# Saved entries:
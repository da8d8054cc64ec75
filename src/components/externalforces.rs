//! External forces acting on an actor.
//!
//! The [`ExternalForces`] component stores a velocity plus any number of named
//! acceleration forces (wind, conveyor belts, knockback). Each force can be
//! toggled on its own. The forces System integrates them every tick and
//! writes the resulting displacement into
//! [`PassiveEffects`](super::passiveeffects::PassiveEffects), where the Brain
//! picks it up and adds it to the winning movement request.
//!
//! The `frozen` flag suspends integration entirely, e.g. while an actor is
//! carried by something else.

use bevy_ecs::prelude::Component;
use glam::Vec3;
use rustc_hash::FxHashMap;

/// A named acceleration that can be toggled on/off.
#[derive(Clone, Copy, Debug, PartialEq)]
pub struct AccelerationForce {
    /// Acceleration in world units per second squared.
    pub value: Vec3,
    pub enabled: bool,
}

impl AccelerationForce {
    /// Create an enabled force.
    pub fn new(value: Vec3) -> Self {
        Self {
            value,
            enabled: true,
        }
    }

    pub fn with_enabled(value: Vec3, enabled: bool) -> Self {
        Self { value, enabled }
    }
}

/// Velocity and named accelerations integrated into passive displacement.
///
/// # Example
/// ```ignore
/// let mut forces = ExternalForces::with_physics(2.0, Some(8.0));
/// forces.add_force("wind", Vec3::new(1.5, 0.0, 0.0));
/// forces.add_force_with_state("gust", Vec3::new(0.0, 0.0, 3.0), false);
/// ```
#[derive(Component, Clone, Debug)]
pub struct ExternalForces {
    /// Current velocity in world units per second.
    pub velocity: Vec3,
    pub forces: FxHashMap<String, AccelerationForce>,
    /// Velocity damping. Applied as `velocity *= (1 - friction * dt)`.
    pub friction: f32,
    /// Optional clamp on the velocity magnitude.
    pub max_speed: Option<f32>,
    /// When true the forces System leaves this actor alone.
    pub frozen: bool,
}

impl Default for ExternalForces {
    fn default() -> Self {
        Self::new()
    }
}

impl ExternalForces {
    pub fn new() -> Self {
        Self {
            velocity: Vec3::ZERO,
            forces: FxHashMap::default(),
            friction: 0.0,
            max_speed: None,
            frozen: false,
        }
    }

    /// Create with damping and an optional speed limit.
    pub fn with_physics(friction: f32, max_speed: Option<f32>) -> Self {
        Self {
            friction,
            max_speed,
            ..Self::new()
        }
    }

    /// Add or replace a named force (enabled).
    pub fn add_force(&mut self, name: &str, value: Vec3) {
        self.forces
            .insert(name.to_string(), AccelerationForce::new(value));
    }

    pub fn add_force_with_state(&mut self, name: &str, value: Vec3, enabled: bool) {
        self.forces.insert(
            name.to_string(),
            AccelerationForce::with_enabled(value, enabled),
        );
    }

    pub fn is_force_enabled(&self, name: &str) -> bool {
        self.forces.get(name).map(|f| f.enabled).unwrap_or(false)
    }

    /// Sum of all enabled forces.
    pub fn total_acceleration(&self) -> Vec3 {
        self.forces
            .values()
            .filter(|force| force.enabled)
            .map(|force| force.value)
            .sum()
    }

    /// Advance the velocity by `dt` and return the displacement it produced.
    ///
    /// Order: accelerate, damp, clamp, then displace. Frozen bodies return zero
    /// and keep their velocity.
    pub fn integrate(&mut self, dt: f32) -> Vec3 {
        if self.frozen || dt <= 0.0 {
            return Vec3::ZERO;
        }
        self.velocity += self.total_acceleration() * dt;
        if self.friction > 0.0 {
            let damping = (1.0 - self.friction * dt).max(0.0);
            self.velocity *= damping;
        }
        if let Some(max_speed) = self.max_speed {
            self.velocity = self.velocity.clamp_length_max(max_speed.max(0.0));
        }
        self.velocity * dt
    }
}

#[cfg(test)]
mod tests {
    use super::*;

    const EPSILON: f32 = 1e-5;

    fn approx_eq(a: f32, b: f32) -> bool {
        (a - b).abs() < EPSILON
    }

    fn vec_approx_eq(a: Vec3, b: Vec3) -> bool {
        approx_eq(a.x, b.x) && approx_eq(a.y, b.y) && approx_eq(a.z, b.z)
    }

    #[test]
    fn test_new_is_at_rest() {
        let forces = ExternalForces::new();
        assert_eq!(forces.velocity, Vec3::ZERO);
        assert!(forces.forces.is_empty());
        assert!(forces.max_speed.is_none());
        assert!(!forces.frozen);
    }

    #[test]
    fn test_add_force_overwrites() {
        let mut forces = ExternalForces::new();
        forces.add_force("wind", Vec3::X);
        forces.add_force("wind", Vec3::Z);
        assert_eq!(forces.forces.len(), 1);
        assert_eq!(forces.forces["wind"].value, Vec3::Z);
    }

    #[test]
    fn test_unknown_force_is_disabled() {
        let mut forces = ExternalForces::new();
        assert!(!forces.is_force_enabled("nothing"));
    }

    #[test]
    fn test_total_acceleration_skips_disabled() {
        let mut forces = ExternalForces::new();
        forces.add_force("wind", Vec3::new(1.0, 0.0, 0.0));
        forces.add_force("lift", Vec3::new(0.0, 2.0, 0.0));
        forces.add_force_with_state("belt", Vec3::new(0.0, 0.0, 5.0), false);
        assert!(vec_approx_eq(
            forces.total_acceleration(),
            Vec3::new(1.0, 2.0, 0.0)
        ));
        forces.add_force_with_state("lift", Vec3::new(0.0, 2.0, 0.0), false);
        assert!(vec_approx_eq(forces.total_acceleration(), Vec3::X));
    }

    #[test]
    fn test_integrate_accelerates_then_displaces() {
        let mut forces = ExternalForces::new();
        forces.add_force("wind", Vec3::new(2.0, 0.0, 0.0));
        let displacement = forces.integrate(0.5);
        assert!(vec_approx_eq(forces.velocity, Vec3::new(1.0, 0.0, 0.0)));
        assert!(vec_approx_eq(displacement, Vec3::new(0.5, 0.0, 0.0)));
    }

    #[test]
    fn test_integrate_clamps_to_max_speed() {
        let mut forces = ExternalForces::with_physics(0.0, Some(3.0));
        forces.velocity = Vec3::new(10.0, 0.0, 0.0);
        forces.integrate(0.1);
        assert!(approx_eq(forces.velocity.length(), 3.0));
    }

    #[test]
    fn test_integrate_friction_damps() {
        let mut forces = ExternalForces::with_physics(5.0, None);
        forces.velocity = Vec3::new(4.0, 0.0, 0.0);
        forces.integrate(0.1);
        assert!(approx_eq(forces.velocity.x, 2.0));
    }

    #[test]
    fn test_frozen_does_not_move() {
        let mut forces = ExternalForces::new();
        forces.velocity = Vec3::ONE;
        forces.frozen = true;
        assert_eq!(forces.integrate(1.0), Vec3::ZERO);
        assert_eq!(forces.velocity, Vec3::ONE);
    }
}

# Exercise aim:
Your task is to find each line in the entries that contains the string "return" and copy it.

# Answer:
    /// Advance the velocity by `dt` and return the displacement it produced.
    /// Order: accelerate, damp, clamp, then displace. Frozen bodies return zero
            return Vec3::ZERO;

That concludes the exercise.